“Rock Band” developer Harmonix, hard at work on its as-yet-untitled Beatles game, made waves recently when its CEO announced that we’d see no “Rock Band 3” in 2009. If you’re disappointed, don’t be.
“Rock Band 2” (rated T, available for Xbox 360, PlayStation 3 and Wii at a variety of prices) perfected the first game’s formula, and Harmonix and MTV Games are keeping the cupboard stocked with fresh downloadable songs every week. Harmonix is a small developer and, as Wired’s Game Life blog pointed out, putting off yet another “Rock Band” will allow the team to stay focused on the Beatles game, increasing its chances of being better than that lame “AC/DC Live” game from last year.
In that spirit, here are a few other often-updated franchises that could stand to take time off:
Electronic Arts’ “NHL”: Like the “Rock Band” franchise, the last EA hockey game, “NHL 09,” (rated E, $60 on Xbox 360 and PlayStation 3, $50 on Wii, $40 on PC, $30 on PS2) was so well made it’s pointless to try to improve it in a one-year development cycle. Rather than make minor tweaks and risk ruining a good thing, why not mark down copies of “NHL 09” to $20 before the start of next season and sell updated rosters as downloadable content? What’s more, flesh it out with new arenas and legendary teams you can sell on the cheap to people who bought and loved your game the first time around. Compared with EA’s NFL and FIFA franchises, hockey is a niche title, making the “NHL” series a great place to experiment with new revenue models.
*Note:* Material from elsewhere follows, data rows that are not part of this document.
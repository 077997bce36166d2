//! CLI command definitions for the workbasket engine.
//!
//! This module defines the CLI structure using clap's derive macros.
//! The main entry point is the `Cli` struct which contains subcommands.

use crate::types::{ConnectionManagementMode, Permission, WorkbasketAccessItem};
use clap::{Args, Parser, Subcommand};

/// Workbasket engine command-line tools
#[derive(Parser, Debug)]
#[command(author, version, about, long_about = None)]
pub struct Cli {
    /// Path to configuration file
    #[arg(short, long, global = true)]
    pub config: Option<String>,

    /// Path to database file (overrides config)
    #[arg(short, long, global = true)]
    pub database: Option<String>,

    /// Connection management mode (overrides config)
    #[arg(long, global = true)]
    pub mode: Option<ConnectionManagementMode>,

    /// Principal to act as (overrides config)
    #[arg(long, global = true)]
    pub principal: Option<String>,

    /// Enable verbose logging
    #[arg(short, long, global = true)]
    pub verbose: bool,

    /// Logging output: 0/off, 1/stdout, 2/stderr (default), or filename
    #[arg(short, long, default_value = "2", global = true)]
    pub log: String,

    #[command(subcommand)]
    pub command: Command,
}

/// Available subcommands
#[derive(Subcommand, Debug)]
pub enum Command {
    /// Create a workbasket
    Create(WorkbasketArgs),

    /// Show a workbasket and its distribution-target ids
    Get {
        id: String,
    },

    /// List all workbaskets
    List,

    /// Replace a workbasket's fields and distribution targets
    Update(WorkbasketArgs),

    /// Resolve a workbasket's distribution targets one level deep
    Targets {
        id: String,
    },

    /// Grant a principal permissions on a workbasket
    Grant(GrantArgs),

    /// Show an access item
    AccessGet {
        id: String,
    },

    /// Replace an access item's principal and permissions
    AccessUpdate(AccessUpdateArgs),
}

#[derive(Args, Debug)]
pub struct WorkbasketArgs {
    /// Workbasket id (generated on create if omitted; required on update)
    #[arg(long)]
    pub id: Option<String>,

    #[arg(long, default_value = "")]
    pub name: String,

    #[arg(long)]
    pub description: Option<String>,

    #[arg(long)]
    pub owner: Option<String>,

    /// Comma-separated distribution-target ids
    #[arg(long, value_delimiter = ',')]
    pub targets: Vec<String>,
}

#[derive(Args, Debug)]
pub struct PermissionArgs {
    /// Comma-separated permissions: read, open, write, append, transfer, distribute
    #[arg(long = "allow", value_delimiter = ',', value_parser = parse_permission)]
    pub allow: Vec<Permission>,
}

impl PermissionArgs {
    /// Apply the listed permissions to an item; unlisted flags are cleared.
    pub fn apply(&self, mut item: WorkbasketAccessItem) -> WorkbasketAccessItem {
        for permission in [
            Permission::Read,
            Permission::Open,
            Permission::Write,
            Permission::Append,
            Permission::Transfer,
            Permission::Distribute,
        ] {
            item = item.with(permission, self.allow.contains(&permission));
        }
        item
    }
}

#[derive(Args, Debug)]
pub struct GrantArgs {
    #[arg(long)]
    pub workbasket: String,

    /// Principal receiving the permissions
    #[arg(long = "to")]
    pub grantee: String,

    #[command(flatten)]
    pub permissions: PermissionArgs,
}

#[derive(Args, Debug)]
pub struct AccessUpdateArgs {
    pub id: String,

    /// Principal the item applies to
    #[arg(long)]
    pub principal_id: String,

    #[command(flatten)]
    pub permissions: PermissionArgs,
}

fn parse_permission(s: &str) -> Result<Permission, String> {
    match s.trim().to_lowercase().as_str() {
        "read" => Ok(Permission::Read),
        "open" => Ok(Permission::Open),
        "write" => Ok(Permission::Write),
        "append" => Ok(Permission::Append),
        "transfer" => Ok(Permission::Transfer),
        "distribute" => Ok(Permission::Distribute),
        other => Err(format!("unknown permission '{}'", other)),
    }
}

#[cfg(test)]
mod tests {
    use super::*;

    #[test]
    fn test_parse_create() {
        let cli = Cli::try_parse_from([
            "workbasket",
            "create",
            "--name",
            "inbox",
            "--targets",
            "a,b",
        ])
        .unwrap();

        match cli.command {
            Command::Create(args) => {
                assert_eq!(args.name, "inbox");
                assert_eq!(args.targets, vec!["a", "b"]);
                assert!(args.id.is_none());
            }
            other => panic!("unexpected command: {:?}", other),
        }
    }

    #[test]
    fn test_parse_global_mode() {
        let cli = Cli::try_parse_from(["workbasket", "list", "--mode", "autocommit"]).unwrap();
        assert_eq!(cli.mode, Some(ConnectionManagementMode::Autocommit));
    }

    #[test]
    fn test_parse_grant_permissions() {
        let cli = Cli::try_parse_from([
            "workbasket",
            "grant",
            "--workbasket",
            "1",
            "--to",
            "Arthur Dent",
            "--allow",
            "read,open",
        ])
        .unwrap();

        let Command::Grant(args) = cli.command else {
            panic!("expected grant");
        };
        let item = args
            .permissions
            .apply(WorkbasketAccessItem::new(&args.workbasket, &args.grantee));
        assert!(item.read);
        assert!(item.open);
        assert!(!item.write);
        assert!(cli.principal.is_none());
    }

    #[test]
    fn test_grantee_does_not_replace_acting_principal() {
        let cli = Cli::try_parse_from([
            "workbasket",
            "grant",
            "--workbasket",
            "1",
            "--to",
            "Arthur Dent",
            "--allow",
            "read",
            "--principal",
            "Ford Prefect",
        ])
        .unwrap();

        assert_eq!(cli.principal.as_deref(), Some("Ford Prefect"));
        let Command::Grant(args) = cli.command else {
            panic!("expected grant");
        };
        assert_eq!(args.grantee, "Arthur Dent");
    }

    #[test]
    fn test_access_update_principal_id_is_separate_from_global() {
        let cli = Cli::try_parse_from([
            "workbasket",
            "--principal",
            "Ford Prefect",
            "access-update",
            "item-1",
            "--principal-id",
            "Zaphod Beeblebrox",
        ])
        .unwrap();

        assert_eq!(cli.principal.as_deref(), Some("Ford Prefect"));
        let Command::AccessUpdate(args) = cli.command else {
            panic!("expected access-update");
        };
        assert_eq!(args.id, "item-1");
        assert_eq!(args.principal_id, "Zaphod Beeblebrox");
        assert!(args.permissions.allow.is_empty());
    }

    #[test]
    fn test_unknown_permission_rejected() {
        let result = Cli::try_parse_from([
            "workbasket",
            "grant",
            "--workbasket",
            "1",
            "--to",
            "x",
            "--allow",
            "admin",
        ]);
        assert!(result.is_err());
    }
}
Activision’s “Guitar Hero”: Since it bought the rights to “Guitar Hero,” Activision has merchandised and exploited the franchise to within an inch of its creative life. Last year alone saw the release of “Guitar Hero: World Tour” and “Guitar Hero: Aerosmith” (both rated T on Wii, PS3, Xbox 360 and PS2) for consoles, as well as two “Guitar Hero: On Tour” games for Nintendo’s DS handheld. “Guitar Hero: Metallica” is due out in May, and the brand name has been put on everything from keychains to fried chicken. While “Guitar Hero’s” name alone is guaranteed to keep registers ringing, inferior single-band games and rushed sequels are diluting the brand. Keep going with this stuff and your cash cow will turn into the next “Tomb Raider.”
Eidos’ “Tomb Raider”: It’s time to retire Lara Croft. The last few “Tomb Raider” games have been released to decent reviews, but nobody’s buying them. What’s more, the poor sales cause the games’ developers to endlessly twiddle the “sexy” knob. One year, we’ll hear how people who grew up with Lara on the PlayStation are too old now for the jigglefests of yore. Then, the next year we hear about how the last game wasn’t sexy enough. In just one game, Sony’s new “Uncharted” franchise for the PS3, whose male protagonist prompted the nickname “Dude Raider,” has shown that gamers care more about brains and heart more than, well, you know.
EA’s “Need For Speed” and Microsoft’s “Project Gotham Racing”: This console generation has seen at least 15 racing games on the medium-to-decent end of the spectrum alone. The best existing games — “Burnout Paradise,” “GRID,” “MotorStorm,” “Forza Motorsport 2,” “Mario Kart Wii” and ATV racer “Pure” — have us covered. “Gran Turismo 5,” which hits the PS3 later this year and fills the same niche as “Forza” on the 360, looks to be the only upcoming racer that’s necessary. Luckily, EA’s already decided to put “Need for Speed” on an indefinite breather after going 0-for-4 this generation. “Project Gotham Racing 3” was fun back when the 360 launched, but its developer, Bizarre Creations, was bought by Activision, and the trademark reverted to Microsoft, which owns “Forza.”
Nintendo’s “Mario Party”: Can you believe there are eight of these now? There are enough licensed mediocre minigame compilations on the Wii without Nintendo’s beloved mascot wading into the fray yet another time.